Where the Data Importing CGI Entity is in breach of the BCR-C or unable to comply with them, the Data Exporting CGI Entity must suspend the Transfer of Personal Data.

The Data Importing CGI Entity must, at the option of the Data Exporting CGI Entity, immediately return or delete all the Personal Data that has been transferred under the BCR-C, where:

• the Data Exporting CGI Entity has suspended the Transfer of Personal Data, and compliance with the BCR-C is not restored within a reasonable time, and in any event within one month of suspension; or
• the Data Importing CGI Entity is in substantial or persistent breach of the BCR-C; or
• the Data Importing CGI Entity fails to comply with a binding decision of a competent court or Competent Data Protection Authority regarding its obligations under the BCR-C.
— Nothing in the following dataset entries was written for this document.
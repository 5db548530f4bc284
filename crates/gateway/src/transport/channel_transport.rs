//! `Transport` over tokio channels
//!
//! Events arrive on a broadcast channel fed by the backend; a pump task
//! forwards each one into the sink handed to `start`. Lifecycle operations and
//! commands are request/reply messages. The pump also keeps a snapshot cache
//! for the synchronous getters; it only lives as long as the pump, so `stop`
//! empties it.

use crate::messages::{GatewayReply, GatewayRequest};
use crate::transport::Requester;
use crate::transport::Subscriber;
use crate::transport::channel::{ChannelPublisher, ChannelRequester};
use async_trait::async_trait;
use dashmap::DashMap;
use log::{debug, info, warn};
use std::sync::{Arc, Mutex, RwLock};
use std::time::Duration;
use tokio::task::JoinHandle;
use tradedesk_core::{
    ConnectionState, Keyed, Order, Position, Quantity, Quote, SyncEvent, TradeType,
};
use tradedesk_ports::{CommandAck, EventSink, Transport, TransportError, TransportResult};

/// Last-seen state, kept current by the pump task
#[derive(Default)]
struct SnapshotCache {
    quotes: DashMap<String, Quote>,
    positions: DashMap<String, Position>,
    orders: DashMap<String, Order>,
    connection: RwLock<ConnectionState>,
}

impl SnapshotCache {
    fn record(&self, event: &SyncEvent) {
        match event {
            SyncEvent::MarketData(quote) => {
                self.quotes.insert(quote.key().to_string(), quote.clone());
            }
            SyncEvent::PositionUpdate(position) => {
                self.positions
                    .insert(position.key().to_string(), position.clone());
            }
            SyncEvent::OrderUpdate(order) => {
                self.orders.insert(order.key().to_string(), order.clone());
            }
            SyncEvent::ConnectionStatus(state) => {
                let mut current = self.connection.write().unwrap_or_else(|e| e.into_inner());
                *current = *state;
            }
            SyncEvent::Error(_) => {}
        }
    }

    fn clear(&self) {
        self.quotes.clear();
        self.positions.clear();
        self.orders.clear();
        let mut current = self.connection.write().unwrap_or_else(|e| e.into_inner());
        *current = ConnectionState::disconnected();
    }

    fn sorted<T: Clone>(map: &DashMap<String, T>) -> Vec<T> {
        let mut entries: Vec<(String, T)> = map
            .iter()
            .map(|entry| (entry.key().clone(), entry.value().clone()))
            .collect();
        entries.sort_by(|a, b| a.0.cmp(&b.0));
        entries.into_iter().map(|(_, value)| value).collect()
    }
}

/// Channel-backed transport collaborator
pub struct ChannelTransport {
    feed: ChannelPublisher<SyncEvent>,
    requester: ChannelRequester<GatewayRequest, GatewayReply>,
    request_timeout: Duration,
    cache: Arc<SnapshotCache>,
    pump: Mutex<Option<JoinHandle<()>>>,
}

impl ChannelTransport {
    /// Create a transport reading events from `feed` and sending requests
    /// through `requester`
    pub fn new(
        feed: ChannelPublisher<SyncEvent>,
        requester: ChannelRequester<GatewayRequest, GatewayReply>,
        request_timeout: Duration,
    ) -> Self {
        Self {
            feed,
            requester,
            request_timeout,
            cache: Arc::new(SnapshotCache::default()),
            pump: Mutex::new(None),
        }
    }

    /// Whether the pump task is currently forwarding events
    pub fn is_running(&self) -> bool {
        let pump = self.pump.lock().unwrap_or_else(|e| e.into_inner());
        pump.as_ref().is_some_and(|handle| !handle.is_finished())
    }

    async fn call(&self, request: GatewayRequest) -> TransportResult<GatewayReply> {
        debug!("Sending {} request", request.name());
        tokio::time::timeout(self.request_timeout, self.requester.request(&request))
            .await
            .map_err(|_| TransportError::Timeout)?
    }

    async fn lifecycle(
        &self,
        request: GatewayRequest,
        on_failure: fn(String) -> TransportError,
    ) -> TransportResult<()> {
        match self.call(request).await? {
            GatewayReply::Done | GatewayReply::Ack(_) => Ok(()),
            GatewayReply::Failed { message } => Err(on_failure(message)),
        }
    }

    async fn command(&self, request: GatewayRequest) -> TransportResult<CommandAck> {
        match self.call(request).await? {
            GatewayReply::Ack(ack) => Ok(ack),
            GatewayReply::Done => Ok(CommandAck::ok("done")),
            GatewayReply::Failed { message } => Err(TransportError::Command(message)),
        }
    }
}

#[async_trait]
impl Transport for ChannelTransport {
    async fn start(&self, sink: Arc<dyn EventSink>) -> TransportResult<()> {
        let mut pump = self.pump.lock().unwrap_or_else(|e| e.into_inner());
        if pump.as_ref().is_some_and(|handle| !handle.is_finished()) {
            debug!("Channel transport already started");
            return Ok(());
        }

        let mut subscriber = self.feed.subscribe();
        let cache = Arc::clone(&self.cache);
        let handle = tokio::spawn(async move {
            loop {
                match subscriber.next().await {
                    Ok(event) => {
                        cache.record(&event);
                        sink.deliver(event);
                    }
                    Err(e) => {
                        warn!("Event feed ended: {}", e);
                        break;
                    }
                }
            }
        });
        *pump = Some(handle);
        info!("Channel transport started");
        Ok(())
    }

    fn stop(&self) {
        let mut pump = self.pump.lock().unwrap_or_else(|e| e.into_inner());
        if let Some(handle) = pump.take() {
            handle.abort();
            info!("Channel transport stopped");
        }
        self.cache.clear();
    }

    async fn connect(&self) -> TransportResult<()> {
        self.lifecycle(GatewayRequest::Connect, TransportError::Connection)
            .await
    }

    async fn disconnect(&self) -> TransportResult<()> {
        self.lifecycle(GatewayRequest::Disconnect, TransportError::Connection)
            .await
    }

    async fn reconnect(&self) -> TransportResult<()> {
        self.lifecycle(GatewayRequest::Reconnect, TransportError::Connection)
            .await
    }

    async fn refresh(&self) -> TransportResult<()> {
        self.lifecycle(GatewayRequest::Refresh, TransportError::Refresh)
            .await
    }

    fn market_data(&self) -> Vec<Quote> {
        SnapshotCache::sorted(&self.cache.quotes)
    }

    fn positions(&self) -> Vec<Position> {
        SnapshotCache::sorted(&self.cache.positions)
    }

    fn orders(&self) -> Vec<Order> {
        SnapshotCache::sorted(&self.cache.orders)
    }

    fn connection_status(&self) -> ConnectionState {
        *self
            .cache
            .connection
            .read()
            .unwrap_or_else(|e| e.into_inner())
    }

    async fn place_quick_order(
        &self,
        symbol: &str,
        action: TradeType,
        quantity: Quantity,
    ) -> TransportResult<CommandAck> {
        self.command(GatewayRequest::PlaceQuickOrder {
            symbol: symbol.to_string(),
            action,
            quantity,
        })
        .await
    }

    async fn cancel_order(&self, order_id: &str) -> TransportResult<CommandAck> {
        self.command(GatewayRequest::CancelOrder {
            order_id: order_id.to_string(),
        })
        .await
    }

    async fn close_position(&self, symbol: &str) -> TransportResult<CommandAck> {
        self.command(GatewayRequest::ClosePosition {
            symbol: symbol.to_string(),
        })
        .await
    }

    async fn start_trading(&self) -> TransportResult<CommandAck> {
        self.command(GatewayRequest::StartTrading).await
    }

    async fn stop_trading(&self) -> TransportResult<CommandAck> {
        self.command(GatewayRequest::StopTrading).await
    }

    async fn emergency_stop(&self) -> TransportResult<CommandAck> {
        self.command(GatewayRequest::EmergencyStop).await
    }
}

impl Drop for ChannelTransport {
    fn drop(&mut self) {
        self.stop();
    }
}

#[cfg(test)]
mod tests {
    use super::*;
    use chrono::Utc;
    use rust_decimal_macros::dec;
    use tokio::sync::mpsc;
    use tradedesk_core::ConnectionPhase;

    fn transport_pair() -> (
        ChannelTransport,
        ChannelPublisher<SyncEvent>,
        crate::transport::channel::ChannelResponder<GatewayRequest, GatewayReply>,
    ) {
        let feed = ChannelPublisher::new(16);
        let (requester, responder) = ChannelRequester::pair(16);
        let transport = ChannelTransport::new(feed.clone(), requester, Duration::from_millis(200));
        (transport, feed, responder)
    }

    fn channel_sink() -> (Arc<dyn EventSink>, mpsc::UnboundedReceiver<SyncEvent>) {
        let (tx, rx) = mpsc::unbounded_channel();
        let sink: Arc<dyn EventSink> = Arc::new(move |event: SyncEvent| {
            let _ = tx.send(event);
        });
        (sink, rx)
    }

    #[tokio::test]
    async fn test_pump_forwards_and_caches() {
        let (transport, feed, _responder) = transport_pair();
        let (sink, mut rx) = channel_sink();

        transport.start(sink).await.unwrap();
        assert!(transport.is_running());

        let quote = Quote::new("AAPL", dec!(190), dec!(189.99), dec!(190.01), dec!(10), Utc::now());
        feed.send(SyncEvent::MarketData(quote.clone()));
        feed.send(SyncEvent::ConnectionStatus(ConnectionState::new(
            ConnectionPhase::Connecting,
            None,
        )));

        assert_eq!(rx.recv().await, Some(SyncEvent::MarketData(quote.clone())));
        assert!(matches!(rx.recv().await, Some(SyncEvent::ConnectionStatus(_))));
        assert_eq!(transport.market_data(), vec![quote]);
        assert_eq!(
            transport.connection_status().phase,
            ConnectionPhase::Connecting
        );
    }

    #[tokio::test]
    async fn test_start_is_idempotent() {
        let (transport, feed, _responder) = transport_pair();
        let (sink, mut rx) = channel_sink();

        transport.start(sink.clone()).await.unwrap();
        transport.start(sink).await.unwrap();

        feed.send(SyncEvent::error("once"));
        assert_eq!(rx.recv().await, Some(SyncEvent::error("once")));
        // A second pump would have delivered a duplicate
        tokio::time::sleep(Duration::from_millis(20)).await;
        assert!(rx.try_recv().is_err());
    }

    #[tokio::test]
    async fn test_stop_halts_delivery() {
        let (transport, feed, _responder) = transport_pair();
        let (sink, mut rx) = channel_sink();

        transport.start(sink).await.unwrap();
        transport.stop();
        tokio::task::yield_now().await;

        assert!(!transport.is_running());
        feed.send(SyncEvent::error("late"));
        tokio::time::sleep(Duration::from_millis(20)).await;
        assert!(rx.try_recv().is_err());
    }

    #[tokio::test]
    async fn test_stop_forgets_cached_snapshot() {
        let (transport, feed, _responder) = transport_pair();
        let (sink, mut rx) = channel_sink();
        transport.start(sink.clone()).await.unwrap();

        let quote = Quote::new("AAPL", dec!(190), dec!(189.99), dec!(190.01), dec!(10), Utc::now());
        feed.send(SyncEvent::MarketData(quote));
        feed.send(SyncEvent::ConnectionStatus(ConnectionState::new(
            ConnectionPhase::Connected,
            Some(Utc::now()),
        )));
        rx.recv().await;
        rx.recv().await;
        assert_eq!(transport.market_data().len(), 1);

        transport.stop();
        assert!(transport.market_data().is_empty());
        assert!(transport.positions().is_empty());
        assert!(transport.orders().is_empty());
        assert_eq!(
            transport.connection_status().phase,
            ConnectionPhase::Disconnected
        );

        // A restarted pump starts from an empty cache
        transport.start(sink).await.unwrap();
        assert!(transport.market_data().is_empty());
    }

    #[tokio::test]
    async fn test_command_failure_keeps_message() {
        let (transport, _feed, mut responder) = transport_pair();

        tokio::spawn(async move {
            if let Some((_, reply)) = responder.next().await {
                let _ = reply.send(GatewayReply::failed("order o1 not found"));
            }
        });

        let err = transport.cancel_order("o1").await.unwrap_err();
        assert_eq!(err, TransportError::Command("order o1 not found".to_string()));
        assert_eq!(err.to_string(), "order o1 not found");
    }

    #[tokio::test]
    async fn test_request_times_out_without_backend_reply() {
        let (transport, _feed, mut responder) = transport_pair();

        // Hold requests without replying
        let _held = tokio::spawn(async move {
            let mut pending = Vec::new();
            while let Some(req) = responder.next().await {
                pending.push(req);
            }
        });

        let err = transport.refresh().await.unwrap_err();
        assert_eq!(err, TransportError::Timeout);
    }
}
The same commitments apply to any copies of data. The Data Importing CGI Entity must certify the deletion of the data to the Data Exporting CGI Entity.

Until the Personal Data is deleted or returned, the Data Importing CGI Entity must continue to ensure compliance with the BCR-C.

If local laws applicable to the Data Importing CGI Entity prohibit the return or deletion of the transferred Personal Data, the Data Importing CGI Entity must continue to ensure compliance with the BCR-C and must only Process the Personal Data to the extent and for as long as required under such local laws.

In cases where applicable local laws and/or practices affect compliance with the BCR-C, Section 13.5 below shall apply.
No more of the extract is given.